ENTRIES PROVIDED Block Start

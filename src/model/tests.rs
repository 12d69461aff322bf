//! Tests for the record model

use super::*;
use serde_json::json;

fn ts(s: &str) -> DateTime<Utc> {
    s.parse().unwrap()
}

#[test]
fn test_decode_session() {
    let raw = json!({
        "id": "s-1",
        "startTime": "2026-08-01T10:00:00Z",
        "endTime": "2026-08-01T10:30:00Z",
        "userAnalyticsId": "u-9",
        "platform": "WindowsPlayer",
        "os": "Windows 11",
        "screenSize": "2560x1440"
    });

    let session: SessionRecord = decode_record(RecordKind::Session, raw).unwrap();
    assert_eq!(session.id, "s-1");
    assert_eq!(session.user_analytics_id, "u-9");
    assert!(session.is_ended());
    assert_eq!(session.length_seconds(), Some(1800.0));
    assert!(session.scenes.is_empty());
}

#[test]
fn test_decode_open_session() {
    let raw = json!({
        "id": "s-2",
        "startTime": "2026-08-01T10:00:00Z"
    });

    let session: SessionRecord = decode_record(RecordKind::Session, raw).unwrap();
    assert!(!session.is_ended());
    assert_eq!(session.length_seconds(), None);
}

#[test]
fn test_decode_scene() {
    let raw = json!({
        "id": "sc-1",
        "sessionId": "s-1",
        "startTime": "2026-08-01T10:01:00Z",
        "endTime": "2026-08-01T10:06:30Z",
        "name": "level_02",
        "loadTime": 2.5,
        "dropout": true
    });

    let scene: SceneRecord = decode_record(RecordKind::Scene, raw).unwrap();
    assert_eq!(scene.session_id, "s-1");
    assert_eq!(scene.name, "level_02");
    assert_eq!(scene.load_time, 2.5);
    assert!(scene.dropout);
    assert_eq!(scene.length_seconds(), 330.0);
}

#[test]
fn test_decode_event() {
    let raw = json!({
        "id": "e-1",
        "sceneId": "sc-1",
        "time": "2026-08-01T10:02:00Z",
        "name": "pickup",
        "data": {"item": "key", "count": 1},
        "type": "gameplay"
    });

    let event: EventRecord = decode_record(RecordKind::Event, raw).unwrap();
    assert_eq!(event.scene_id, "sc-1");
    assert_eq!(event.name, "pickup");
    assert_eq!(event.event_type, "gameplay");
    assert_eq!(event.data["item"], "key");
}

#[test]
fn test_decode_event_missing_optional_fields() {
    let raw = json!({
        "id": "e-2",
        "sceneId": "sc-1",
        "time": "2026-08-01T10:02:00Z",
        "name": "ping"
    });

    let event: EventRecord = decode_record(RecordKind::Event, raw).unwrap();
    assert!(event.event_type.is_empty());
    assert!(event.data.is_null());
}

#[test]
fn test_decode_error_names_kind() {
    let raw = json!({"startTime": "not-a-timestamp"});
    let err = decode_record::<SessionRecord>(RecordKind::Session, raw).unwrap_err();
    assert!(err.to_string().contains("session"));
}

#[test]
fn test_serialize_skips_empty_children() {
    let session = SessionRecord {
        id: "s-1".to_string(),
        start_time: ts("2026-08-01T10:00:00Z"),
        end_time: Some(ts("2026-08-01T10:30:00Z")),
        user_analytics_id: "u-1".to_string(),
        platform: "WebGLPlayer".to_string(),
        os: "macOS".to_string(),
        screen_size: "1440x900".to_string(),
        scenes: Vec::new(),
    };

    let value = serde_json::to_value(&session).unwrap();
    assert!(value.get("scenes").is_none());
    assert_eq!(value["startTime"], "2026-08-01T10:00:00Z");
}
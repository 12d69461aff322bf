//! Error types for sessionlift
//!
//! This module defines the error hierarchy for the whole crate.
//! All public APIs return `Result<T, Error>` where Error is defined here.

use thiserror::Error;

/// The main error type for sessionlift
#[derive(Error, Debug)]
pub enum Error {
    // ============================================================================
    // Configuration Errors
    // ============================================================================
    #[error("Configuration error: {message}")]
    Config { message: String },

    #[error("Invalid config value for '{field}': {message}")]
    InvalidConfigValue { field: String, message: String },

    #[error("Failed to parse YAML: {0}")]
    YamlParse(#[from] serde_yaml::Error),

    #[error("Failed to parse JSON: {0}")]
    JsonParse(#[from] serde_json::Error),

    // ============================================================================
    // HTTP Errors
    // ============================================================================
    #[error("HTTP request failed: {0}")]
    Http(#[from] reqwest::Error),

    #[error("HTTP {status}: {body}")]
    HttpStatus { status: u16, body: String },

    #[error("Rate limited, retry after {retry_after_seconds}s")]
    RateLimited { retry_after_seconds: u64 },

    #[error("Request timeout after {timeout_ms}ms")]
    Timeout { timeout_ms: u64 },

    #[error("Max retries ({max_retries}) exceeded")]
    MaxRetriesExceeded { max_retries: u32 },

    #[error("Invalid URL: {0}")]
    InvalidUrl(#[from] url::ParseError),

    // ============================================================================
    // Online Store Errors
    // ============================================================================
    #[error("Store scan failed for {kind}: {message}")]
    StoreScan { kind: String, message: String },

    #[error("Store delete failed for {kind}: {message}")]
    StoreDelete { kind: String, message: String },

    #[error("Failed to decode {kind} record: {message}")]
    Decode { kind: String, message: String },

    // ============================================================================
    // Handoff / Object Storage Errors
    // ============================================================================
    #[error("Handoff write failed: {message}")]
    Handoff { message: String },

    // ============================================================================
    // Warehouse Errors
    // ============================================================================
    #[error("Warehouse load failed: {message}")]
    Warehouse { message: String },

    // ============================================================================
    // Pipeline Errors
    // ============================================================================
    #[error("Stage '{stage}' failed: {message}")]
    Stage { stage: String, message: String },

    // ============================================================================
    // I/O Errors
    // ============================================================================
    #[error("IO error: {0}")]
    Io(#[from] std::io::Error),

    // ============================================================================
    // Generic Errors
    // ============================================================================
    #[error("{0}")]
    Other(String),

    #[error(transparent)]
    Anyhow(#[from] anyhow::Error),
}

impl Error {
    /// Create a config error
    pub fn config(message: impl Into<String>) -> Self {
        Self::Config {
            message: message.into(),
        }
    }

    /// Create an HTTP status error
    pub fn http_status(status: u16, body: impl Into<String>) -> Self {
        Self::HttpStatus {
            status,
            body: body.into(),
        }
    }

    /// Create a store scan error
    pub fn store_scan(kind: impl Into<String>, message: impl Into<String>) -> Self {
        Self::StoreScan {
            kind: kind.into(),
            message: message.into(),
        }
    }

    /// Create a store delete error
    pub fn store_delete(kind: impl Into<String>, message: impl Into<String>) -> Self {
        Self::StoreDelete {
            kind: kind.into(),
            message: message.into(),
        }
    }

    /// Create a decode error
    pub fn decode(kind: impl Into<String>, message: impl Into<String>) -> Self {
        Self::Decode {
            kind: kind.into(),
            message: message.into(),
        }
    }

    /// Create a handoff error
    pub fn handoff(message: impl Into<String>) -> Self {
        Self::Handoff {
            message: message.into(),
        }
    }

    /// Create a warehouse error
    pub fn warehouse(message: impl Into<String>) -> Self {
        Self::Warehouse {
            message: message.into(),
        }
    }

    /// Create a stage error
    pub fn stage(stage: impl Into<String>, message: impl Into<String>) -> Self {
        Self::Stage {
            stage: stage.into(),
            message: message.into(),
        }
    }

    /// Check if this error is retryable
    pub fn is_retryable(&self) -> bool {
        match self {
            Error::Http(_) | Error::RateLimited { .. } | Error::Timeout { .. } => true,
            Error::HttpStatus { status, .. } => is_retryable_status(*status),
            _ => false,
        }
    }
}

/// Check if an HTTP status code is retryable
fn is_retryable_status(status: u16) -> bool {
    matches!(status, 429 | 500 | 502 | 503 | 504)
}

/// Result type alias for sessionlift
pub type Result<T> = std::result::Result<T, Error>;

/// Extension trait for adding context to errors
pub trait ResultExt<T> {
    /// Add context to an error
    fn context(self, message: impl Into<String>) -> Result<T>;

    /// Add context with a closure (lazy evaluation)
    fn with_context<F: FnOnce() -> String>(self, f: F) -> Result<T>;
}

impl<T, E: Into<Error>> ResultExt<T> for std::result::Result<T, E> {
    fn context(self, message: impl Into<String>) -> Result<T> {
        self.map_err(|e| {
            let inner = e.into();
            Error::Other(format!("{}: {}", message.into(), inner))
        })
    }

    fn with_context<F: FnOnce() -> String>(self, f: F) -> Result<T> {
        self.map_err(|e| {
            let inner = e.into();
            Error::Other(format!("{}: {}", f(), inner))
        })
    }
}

ENTRIES PROVIDED Block End

= ACTIVITY =
When the word "pickup" appears in a line of the listing, copy that line.

= YOUR RESPONSE =
        "name": "pickup",
    assert_eq!(event.name, "pickup");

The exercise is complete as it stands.